Definition 5.2 (Hölder Continuity):
Let f:X \rightarrow Y be a function from one metric space (X, d_X) to another (Y, d_Y). Then f is said to satisfy a Hölder condition of order \alpha if there exists a positive real number L (which may depend on x_0) and an exponent \alpha>0 such that

    \begin{align*}|f(x)- f(x_0)| < L \cdot |x-x_0|^\alpha\end{align*}

whenever x, x_0\in A.

\square

Lipschitz continuous functions are Hölder continuous with exponent \alpha=1 since Hölder continuity is a generalization of Lipschitz continuity. Hence, Hölder continuous functions are in general not Lipschitz continuous.

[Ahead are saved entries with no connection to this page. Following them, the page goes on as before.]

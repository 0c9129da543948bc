//! Package identifier parsing.

use std::fmt;
use std::sync::LazyLock;

use regex::Regex;

use crate::constants::DEFAULT_BRANCH;
use crate::core::DpmError;

/// Characters that cannot appear in a cache directory name.
static UNSAFE_CHARS: LazyLock<Regex> =
    LazyLock::new(|| Regex::new(r"[^\w.-]+").expect("valid regex"));

/// A parsed package identifier: `["@"]owner/repo[/branch]`.
///
/// The branch defaults to `main` when absent or empty. The identifier
/// determines both where a package is cached locally and where it is fetched
/// from remotely.
#[derive(Debug, Clone, PartialEq, Eq)]
pub struct PackageId {
    /// Repository owner (user or organization).
    pub owner: String,
    /// Repository name.
    pub repo: String,
    /// Branch the package is taken from.
    pub branch: String,
}

impl PackageId {
    /// Parse an identifier string.
    ///
    /// # Errors
    ///
    /// Returns [`DpmError::InvalidPackageId`] when the owner or repository
    /// segment is missing or empty, or when there are more than three
    /// segments.
    pub fn parse(spec: &str) -> Result<Self, DpmError> {
        let invalid = || DpmError::InvalidPackageId {
            spec: spec.to_string(),
        };

        let trimmed = spec.trim().trim_start_matches('@');
        let parts: Vec<&str> = trimmed.split('/').collect();
        if parts.len() < 2 || parts.len() > 3 {
            return Err(invalid());
        }

        let owner = parts[0];
        let repo = parts[1];
        if owner.is_empty() || repo.is_empty() {
            return Err(invalid());
        }

        let branch = match parts.get(2) {
            Some(branch) if !branch.is_empty() => branch,
            _ => DEFAULT_BRANCH,
        };

        Ok(Self {
            owner: owner.to_string(),
            repo: repo.to_string(),
            branch: branch.to_string(),
        })
    }

    /// Filesystem-safe cache directory name under `dpm_modules/`.
    pub fn cache_dir_name(&self) -> String {
        [&self.owner, &self.repo, &self.branch]
            .map(|segment| UNSAFE_CHARS.replace_all(segment, "_").into_owned())
            .join("_")
    }

    /// URL of the package source tree, used in license attributions.
    pub fn source_url(&self) -> String {
        format!(
            "https://github.com/{}/{}/tree/{}/",
            self.owner, self.repo, self.branch
        )
    }

    /// URL of the branch zip archive.
    pub fn archive_url(&self) -> String {
        format!(
            "https://github.com/{}/{}/archive/refs/heads/{}.zip",
            self.owner, self.repo, self.branch
        )
    }

    /// URL of the raw package manifest at the branch root.
    pub fn manifest_url(&self) -> String {
        format!(
            "https://raw.githubusercontent.com/{}/{}/{}/{}",
            self.owner,
            self.repo,
            self.branch,
            crate::constants::PACKAGE_MANIFEST
        )
    }

    /// Directory prefix GitHub uses inside the branch archive.
    pub fn archive_prefix(&self) -> String {
        format!("{}-{}/", self.repo, self.branch)
    }
}

impl fmt::Display for PackageId {
    fn fmt(&self, f: &mut fmt::Formatter<'_>) -> fmt::Result {
        write!(f, "{}/{}/{}", self.owner, self.repo, self.branch)
    }
}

A Hölder continuous function f:D\rightarrow \mathbb{R} is (uniformly) continuous with Lipschitz constant L and exponent \alpha >0: let \epsilon > and set \delta:= (\frac{\epsilon}{L})^{\frac{1}{\alpha}} (only dependent on \epsilon) , then we got for all x, x_0\in D with |x-x_0|<\delta

    \begin{align*}  |f(x)- f(x_0)| & < L \cdot |x-x_0|^\alpha \\                 & < L \delta^\alpha = \epsilon. \end{align*}

Note that \delta does not depend on x_0.

\square

Example 5.2 (Hölder Continuity):

The root function f: [0,1] \rightarrow \mathbb{R} defined by x \mapsto \sqrt{x} is Hölder but not Lipschitz continuous on D. Let x, x_0\in [0,1] and without loss of generality x \leq x_0, then

    \begin{align*} \sqrt{x}\sqrt{x_0} \geq x  & \Rightarrow |x-x_0|=x_0-x \geq x_0-2\sqrt{x}\sqrt{x_0}+x\\                            & \Rightarrow |\sqrt{x}-\sqrt{x_0}| \leq |x-x_0|^{\frac{1}{2}} \end{align*}

The second statement that the root function is not Lipschitz continuous can be concluded as follows: Assume there is a Lipschitz constant L>0 such that |\sqrt{x}-\sqrt{x_0}| \leq L |x-x_0| for all x, x_0\in [0,1]. If we then choose x_0=0 we get \sqrt{x}<Lx and thus 1<L\sqrt{x} for all 0<x<1, which contradicts the existence of L.

\square


Literature:
[1]

Rudin, W. (1976) Principles of mathematical analysis. 3d ed. New York: McGraw-Hill (International series in pure and applied mathematics).

[2]
Dudley, R.M. (2002) Real analysis and probability. Cambridge ; New York: Cambridge University Press (Cambridge studies in advanced mathematics, 74).

[3]
Apostol, T.M. (1974) Mathematical analysis. 2nd ed. Reading, Mass.: Addison-Wesley (Addison-Wesley series in mathematics).